§ Saved entries
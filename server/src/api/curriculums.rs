//! Curriculum routes, including batch reorder and the dashboard

use super::{ApiJson, ApiPath};
use crate::app::AppState;
use crate::database::{
    CreateCurriculumRequest, CurrentTaskInfo, Curriculum, CurriculumCard, CurriculumDetail,
    CurriculumWithProgress, ReorderRequest, ReorderResponse, UpdateCurriculumRequest,
};
use crate::error::Result;
use axum::extract::State;
use axum::http::StatusCode;
use axum::routing::{get, patch};
use axum::{Json, Router};
use chrono::Local;

pub fn routes() -> Router<AppState> {
    Router::new()
        .route("/curriculums", get(list_curriculums).post(create_curriculum))
        .route(
            "/curriculums/{id}",
            get(get_curriculum)
                .patch(update_curriculum)
                .delete(delete_curriculum),
        )
        .route("/curriculums/{id}/reorder", patch(reorder_curriculum))
        .route("/curriculums/{id}/current-task", get(current_task))
        .route("/dashboard", get(dashboard))
}

async fn list_curriculums(
    State(state): State<AppState>,
) -> Result<Json<Vec<CurriculumWithProgress>>> {
    Ok(Json(state.curriculums.list_curriculums().await?))
}

async fn get_curriculum(
    State(state): State<AppState>,
    ApiPath(id): ApiPath<i64>,
) -> Result<Json<CurriculumDetail>> {
    Ok(Json(state.curriculums.get_curriculum_detail(id).await?))
}

async fn create_curriculum(
    State(state): State<AppState>,
    ApiJson(req): ApiJson<CreateCurriculumRequest>,
) -> Result<(StatusCode, Json<Curriculum>)> {
    let curriculum = state.curriculums.create_curriculum(req).await?;
    Ok((StatusCode::CREATED, Json(curriculum)))
}

async fn update_curriculum(
    State(state): State<AppState>,
    ApiPath(id): ApiPath<i64>,
    ApiJson(req): ApiJson<UpdateCurriculumRequest>,
) -> Result<Json<Curriculum>> {
    Ok(Json(state.curriculums.update_curriculum(id, req).await?))
}

async fn delete_curriculum(
    State(state): State<AppState>,
    ApiPath(id): ApiPath<i64>,
) -> Result<StatusCode> {
    state.curriculums.delete_curriculum(id).await?;
    Ok(StatusCode::NO_CONTENT)
}

async fn reorder_curriculum(
    State(state): State<AppState>,
    ApiPath(id): ApiPath<i64>,
    ApiJson(req): ApiJson<ReorderRequest>,
) -> Result<Json<ReorderResponse>> {
    let curriculum = state.reorder.reorder(id, &req).await?;
    Ok(Json(ReorderResponse {
        success: true,
        curriculum,
    }))
}

async fn current_task(
    State(state): State<AppState>,
    ApiPath(id): ApiPath<i64>,
) -> Result<Json<Option<CurrentTaskInfo>>> {
    Ok(Json(state.curriculums.current_task(id).await?))
}

async fn dashboard(State(state): State<AppState>) -> Result<Json<Vec<CurriculumCard>>> {
    let today = Local::now().date_naive();
    Ok(Json(state.curriculums.dashboard(today).await?))
}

§ DESCRIPTION OF THE TASK
Your answer should be the lines above from the one containing "use axum::extract::State;" through the one containing "Router::new()", copied exactly and with both ends kept.

§ RESPONSE BOX
use axum::extract::State;
use axum::http::StatusCode;
use axum::routing::{get, patch};
use axum::{Json, Router};
use chrono::Local;

pub fn routes() -> Router<AppState> {
    Router::new()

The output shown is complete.